◆ **WHAT THIS TASK INVOLVES**:
Exact reproduction of every entry is required.

---+---

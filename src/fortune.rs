//! 拜拜吉凶日
//!
//! 六十甲子日各有一則固定的祭祀吉凶，依日干支查表，與年月無關。

use std::fmt;

use serde::Serialize;

use crate::date::Date;
use crate::sexagenary::{DayBoundary, StemBranch};
use FortuneStatus::{Bad, Good, Neutral};

/// 祭祀吉凶
#[derive(Debug, Copy, Clone, Eq, PartialEq, Hash, Serialize)]
#[serde(rename_all = "lowercase")]
pub enum FortuneStatus {
    Good,
    Neutral,
    Bad,
}

impl FortuneStatus {
    /// 簡短說明：宜拜拜、謹慎拜拜、不宜拜拜。
    pub fn text(&self) -> &'static str {
        match self {
            FortuneStatus::Good => "宜拜拜",
            FortuneStatus::Neutral => "謹慎拜拜",
            FortuneStatus::Bad => "不宜拜拜",
        }
    }
}

impl fmt::Display for FortuneStatus {
    fn fmt(&self, f: &mut fmt::Formatter<'_>) -> fmt::Result {
        f.write_str(self.text())
    }
}

/// 一個干支日的吉凶記錄。
#[derive(Debug, Clone, PartialEq, Serialize)]
pub struct Fortune {
    pub stem_branch: StemBranch,
    pub status: FortuneStatus,
    pub description: &'static str,
}

impl Fortune {
    /// 某日某時的吉凶，日干支依 `boundary` 決定子時歸屬。
    ///
    /// # 用例
    ///
    /// ```
    /// use tongshu::{Date, DayBoundary, Fortune, FortuneStatus};
    ///
    /// // 2000-01-01 為戊午日
    /// let f = Fortune::for_date(Date::from_gregorian(2000, 1, 1), None, DayBoundary::ZiHour);
    /// assert_eq!(FortuneStatus::Bad, f.status);
    /// ```
    pub fn for_date(date: Date, hour: Option<u32>, boundary: DayBoundary) -> Fortune {
        status(StemBranch::for_day(date, hour, boundary))
    }
}

/// 查詢干支日的吉凶。
pub fn status(stem_branch: StemBranch) -> Fortune {
    let (name, status, description) = TABLE[stem_branch.index() as usize];
    debug_assert_eq!(name, stem_branch.name());
    Fortune {
        stem_branch,
        status,
        description,
    }
}

/// 全部六十則吉凶記錄，自甲子至癸亥。
pub fn all() -> impl Iterator<Item = Fortune> {
    StemBranch::all().map(status)
}

#[rustfmt::skip]
const TABLE: [(&str, FortuneStatus, &str); 60] = [
    ("甲子", Good, "諸神在地，求福設醮，收福十倍，大吉之兆"),
    ("乙丑", Good, "諸神在地，求福設醮，收福十倍，大吉之兆"),
    ("丙寅", Bad, "諸神在天，求福還願返受其殃，大凶"),
    ("丁卯", Good, "諸神在地，求福拜表，收福十倍，大吉利"),
    ("戊辰", Good, "諸神在地，求福拜表，收福十倍，大吉利"),
    ("己巳", Good, "諸神在地，求福拜表，收福十倍，大吉利"),
    ("庚午", Bad, "諸神在天，求福祭祀主人疾病，大凶"),
    ("辛未", Bad, "諸神在天，求福祭祀主人疾病，大凶"),
    ("壬申", Good, "諸神在天止於地府，求福祭祀收福十倍，大吉利"),
    ("癸酉", Neutral, "祭祀河泊水官大吉，其餘求福者凶"),
    ("甲戌", Bad, "諸神在天不在人間，小求福卻受其殃"),
    ("乙亥", Bad, "諸神在天不在人間，小求福卻受其殃"),
    ("丙子", Bad, "諸神破，天曹追上門，求福返諸橫禍，大凶"),
    ("丁丑", Bad, "諸神破，天曹追上門，求福返諸橫禍，大凶"),
    ("戊寅", Bad, "諸神破，天曹追上門，求福返諸橫禍，大凶"),
    ("己卯", Good, "諸神下地府，求福利益子孫榮華富貴，大吉"),
    ("庚辰", Good, "諸神下地府，求福利益子孫榮華富貴，大吉"),
    ("辛巳", Bad, "諸神在天運石土塔，求福即死三代，大凶"),
    ("壬午", Bad, "諸神在天，求福主人死田蚤不收，大凶"),
    ("癸未", Bad, "諸神在天，求福主人死田蚤不收，大凶"),
    ("甲申", Good, "諸神降下地府人間，求福祭祀收福十倍，大吉利"),
    ("乙酉", Good, "諸神降下地府人間，求福祭祀收福十倍，大吉利"),
    ("丙戌", Good, "諸神降下地府人間，求福祭祀，大吉"),
    ("丁亥", Good, "諸神降下地府人間，求福祭祀，大吉"),
    ("戊子", Good, "諸神在地府，求福祭祀了願酬恩，大吉"),
    ("己丑", Good, "諸神在地府，求福祭祀了願酬恩，大吉"),
    ("庚寅", Bad, "諸神在天會筭簿案，求福令人落水，大凶"),
    ("辛卯", Neutral, "諸神在地府，小小立願召魂代命，平吉利"),
    ("壬辰", Bad, "諸神在天勘會生死文簿，求福主疾病，大凶"),
    ("癸巳", Bad, "諸神在天勘會生死文簿，求福主疾病，大凶"),
    ("甲午", Good, "諸神普降人間，求福收福大利十倍，大吉利"),
    ("乙未", Neutral, "諸神在天，作福不得，小吉"),
    ("丙申", Bad, "諸神在天玉帝殿前造死文簿，求福祭祀大凶"),
    ("丁酉", Bad, "諸神在天玉帝殿前造死文簿，求福祭祀大凶"),
    ("戊戌", Bad, "諸神在天玉帝殿前造死文簿，求福祭祀大凶"),
    ("己亥", Good, "諸神從玉皇差降人問地府，祭祀求福主人壽長，大吉利"),
    ("庚子", Bad, "諸神在天，求福祭祀主見疾病瘟疫，大凶"),
    ("辛丑", Bad, "諸神在天，求福祭祀主見疾病瘟疫，大凶"),
    ("壬寅", Good, "記會之簿，求福許願謝天地，百事大吉"),
    ("癸卯", Good, "記會之簿，求福許願謝天地，百事大吉"),
    ("甲辰", Bad, "諸神在天宮，求福大凶"),
    ("乙巳", Good, "諸神在人間地府，求福祭祀收福十倍，大吉"),
    ("丙午", Bad, "諸神在天不在人間，求福大凶"),
    ("丁未", Good, "諸神在地府，求福了願拜章，大吉"),
    ("戊申", Bad, "諸神在天不在人間地府，求福損家長，大凶"),
    ("己酉", Good, "上界天赦，求福進田蠶，大吉"),
    ("庚戌", Neutral, "諸神在天上，小小祈福半吉，上章拜表大凶"),
    ("辛亥", Neutral, "諸神在天上，小小祈福半吉，上章拜表大凶"),
    ("壬子", Bad, "諸神在天宮，求福了願主殺人口，大凶"),
    ("癸丑", Bad, "諸神在天宮，求福了願主殺人口，大凶"),
    ("甲寅", Good, "諸神在人間地府，求福上章延生度厄，大吉"),
    ("乙卯", Good, "諸神在人間地府，求福上章延生度厄，大吉"),
    ("丙辰", Bad, "諸神在天，求福祭祀招禍損六畜，大凶"),
    ("丁巳", Bad, "諸神在天，求福祭祀招禍損六畜，大凶"),
    ("戊午", Bad, "諸神在天，求福祭祀招禍損六畜，大凶"),
    ("己未", Bad, "諸神在天，求福祭祀招禍損六畜，大凶"),
    ("庚申", Good, "五福開道，天門開，作福祭祀，大吉"),
    ("辛酉", Bad, "諸神從玉帝差降人間地府，求福大凶"),
    ("壬戌", Bad, "六神窮日，人間祈福主孤寡貧窮，大凶"),
    ("癸亥", Bad, "六神窮日，人間祈福主孤寡貧窮，大凶"),
];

---+---

◆ **TASK SOLUTION**:
filename src/fortune.rs
//! 拜拜吉凶日
//!
//! 六十甲子日各有一則固定的祭祀吉凶，依日干支查表，與年月無關。

use std::fmt;

use serde::Serialize;

use crate::date::Date;
use crate::sexagenary::{DayBoundary, StemBranch};
use FortuneStatus::{Bad, Good, Neutral};

/// 祭祀吉凶
#[derive(Debug, Copy, Clone, Eq, PartialEq, Hash, Serialize)]
#[serde(rename_all = "lowercase")]
pub enum FortuneStatus {
    Good,
    Neutral,
    Bad,
}

impl FortuneStatus {
    /// 簡短說明：宜拜拜、謹慎拜拜、不宜拜拜。
    pub fn text(&self) -> &'static str {
        match self {
            FortuneStatus::Good => "宜拜拜",
            FortuneStatus::Neutral => "謹慎拜拜",
            FortuneStatus::Bad => "不宜拜拜",
        }
    }
}

impl fmt::Display for FortuneStatus {
    fn fmt(&self, f: &mut fmt::Formatter<'_>) -> fmt::Result {
        f.write_str(self.text())
    }
}

/// 一個干支日的吉凶記錄。
#[derive(Debug, Clone, PartialEq, Serialize)]
pub struct Fortune {
    pub stem_branch: StemBranch,
    pub status: FortuneStatus,
    pub description: &'static str,
}

impl Fortune {
    /// 某日某時的吉凶，日干支依 `boundary` 決定子時歸屬。
    ///
    /// # 用例
    ///
    /// ```
    /// use tongshu::{Date, DayBoundary, Fortune, FortuneStatus};
    ///
    /// // 2000-01-01 為戊午日
    /// let f = Fortune::for_date(Date::from_gregorian(2000, 1, 1), None, DayBoundary::ZiHour);
    /// assert_eq!(FortuneStatus::Bad, f.status);
    /// ```
    pub fn for_date(date: Date, hour: Option<u32>, boundary: DayBoundary) -> Fortune {
        status(StemBranch::for_day(date, hour, boundary))
    }
}

/// 查詢干支日的吉凶。
pub fn status(stem_branch: StemBranch) -> Fortune {
    let (name, status, description) = TABLE[stem_branch.index() as usize];
    debug_assert_eq!(name, stem_branch.name());
    Fortune {
        stem_branch,
        status,
        description,
    }
}

/// 全部六十則吉凶記錄，自甲子至癸亥。
pub fn all() -> impl Iterator<Item = Fortune> {
    StemBranch::all().map(status)
}

#[rustfmt::skip]
const TABLE: [(&str, FortuneStatus, &str); 60] = [
    ("甲子", Good, "諸神在地，求福設醮，收福十倍，大吉之兆"),
    ("乙丑", Good, "諸神在地，求福設醮，收福十倍，大吉之兆"),
    ("丙寅", Bad, "諸神在天，求福還願返受其殃，大凶"),
    ("丁卯", Good, "諸神在地，求福拜表，收福十倍，大吉利"),
    ("戊辰", Good, "諸神在地，求福拜表，收福十倍，大吉利"),
    ("己巳", Good, "諸神在地，求福拜表，收福十倍，大吉利"),
    ("庚午", Bad, "諸神在天，求福祭祀主人疾病，大凶"),
    ("辛未", Bad, "諸神在天，求福祭祀主人疾病，大凶"),
    ("壬申", Good, "諸神在天止於地府，求福祭祀收福十倍，大吉利"),
    ("癸酉", Neutral, "祭祀河泊水官大吉，其餘求福者凶"),
    ("甲戌", Bad, "諸神在天不在人間，小求福卻受其殃"),
    ("乙亥", Bad, "諸神在天不在人間，小求福卻受其殃"),
    ("丙子", Bad, "諸神破，天曹追上門，求福返諸橫禍，大凶"),
    ("丁丑", Bad, "諸神破，天曹追上門，求福返諸橫禍，大凶"),
    ("戊寅", Bad, "諸神破，天曹追上門，求福返諸橫禍，大凶"),
    ("己卯", Good, "諸神下地府，求福利益子孫榮華富貴，大吉"),
    ("庚辰", Good, "諸神下地府，求福利益子孫榮華富貴，大吉"),
    ("辛巳", Bad, "諸神在天運石土塔，求福即死三代，大凶"),
    ("壬午", Bad, "諸神在天，求福主人死田蚤不收，大凶"),
    ("癸未", Bad, "諸神在天，求福主人死田蚤不收，大凶"),
    ("甲申", Good, "諸神降下地府人間，求福祭祀收福十倍，大吉利"),
    ("乙酉", Good, "諸神降下地府人間，求福祭祀收福十倍，大吉利"),
    ("丙戌", Good, "諸神降下地府人間，求福祭祀，大吉"),
    ("丁亥", Good, "諸神降下地府人間，求福祭祀，大吉"),
    ("戊子", Good, "諸神在地府，求福祭祀了願酬恩，大吉"),
    ("己丑", Good, "諸神在地府，求福祭祀了願酬恩，大吉"),
    ("庚寅", Bad, "諸神在天會筭簿案，求福令人落水，大凶"),
    ("辛卯", Neutral, "諸神在地府，小小立願召魂代命，平吉利"),
    ("壬辰", Bad, "諸神在天勘會生死文簿，求福主疾病，大凶"),
    ("癸巳", Bad, "諸神在天勘會生死文簿，求福主疾病，大凶"),
    ("甲午", Good, "諸神普降人間，求福收福大利十倍，大吉利"),
    ("乙未", Neutral, "諸神在天，作福不得，小吉"),
    ("丙申", Bad, "諸神在天玉帝殿前造死文簿，求福祭祀大凶"),
    ("丁酉", Bad, "諸神在天玉帝殿前造死文簿，求福祭祀大凶"),
    ("戊戌", Bad, "諸神在天玉帝殿前造死文簿，求福祭祀大凶"),
    ("己亥", Good, "諸神從玉皇差降人問地府，祭祀求福主人壽長，大吉利"),
    ("庚子", Bad, "諸神在天，求福祭祀主見疾病瘟疫，大凶"),
    ("辛丑", Bad, "諸神在天，求福祭祀主見疾病瘟疫，大凶"),
    ("壬寅", Good, "記會之簿，求福許願謝天地，百事大吉"),
    ("癸卯", Good, "記會之簿，求福許願謝天地，百事大吉"),
    ("甲辰", Bad, "諸神在天宮，求福大凶"),
    ("乙巳", Good, "諸神在人間地府，求福祭祀收福十倍，大吉"),
    ("丙午", Bad, "諸神在天不在人間，求福大凶"),
    ("丁未", Good, "諸神在地府，求福了願拜章，大吉"),
    ("戊申", Bad, "諸神在天不在人間地府，求福損家長，大凶"),
    ("己酉", Good, "上界天赦，求福進田蠶，大吉"),
    ("庚戌", Neutral, "諸神在天上，小小祈福半吉，上章拜表大凶"),
    ("辛亥", Neutral, "諸神在天上，小小祈福半吉，上章拜表大凶"),
    ("壬子", Bad, "諸神在天宮，求福了願主殺人口，大凶"),
    ("癸丑", Bad, "諸神在天宮，求福了願主殺人口，大凶"),
    ("甲寅", Good, "諸神在人間地府，求福上章延生度厄，大吉"),
    ("乙卯", Good, "諸神在人間地府，求福上章延生度厄，大吉"),
    ("丙辰", Bad, "諸神在天，求福祭祀招禍損六畜，大凶"),
    ("丁巳", Bad, "諸神在天，求福祭祀招禍損六畜，大凶"),
    ("戊午", Bad, "諸神在天，求福祭祀招禍損六畜，大凶"),
    ("己未", Bad, "諸神在天，求福祭祀招禍損六畜，大凶"),
    ("庚申", Good, "五福開道，天門開，作福祭祀，大吉"),
    ("辛酉", Bad, "諸神從玉帝差降人間地府，求福大凶"),
    ("壬戌", Bad, "六神窮日，人間祈福主孤寡貧窮，大凶"),
    ("癸亥", Bad, "六神窮日，人間祈福主孤寡貧窮，大凶"),
];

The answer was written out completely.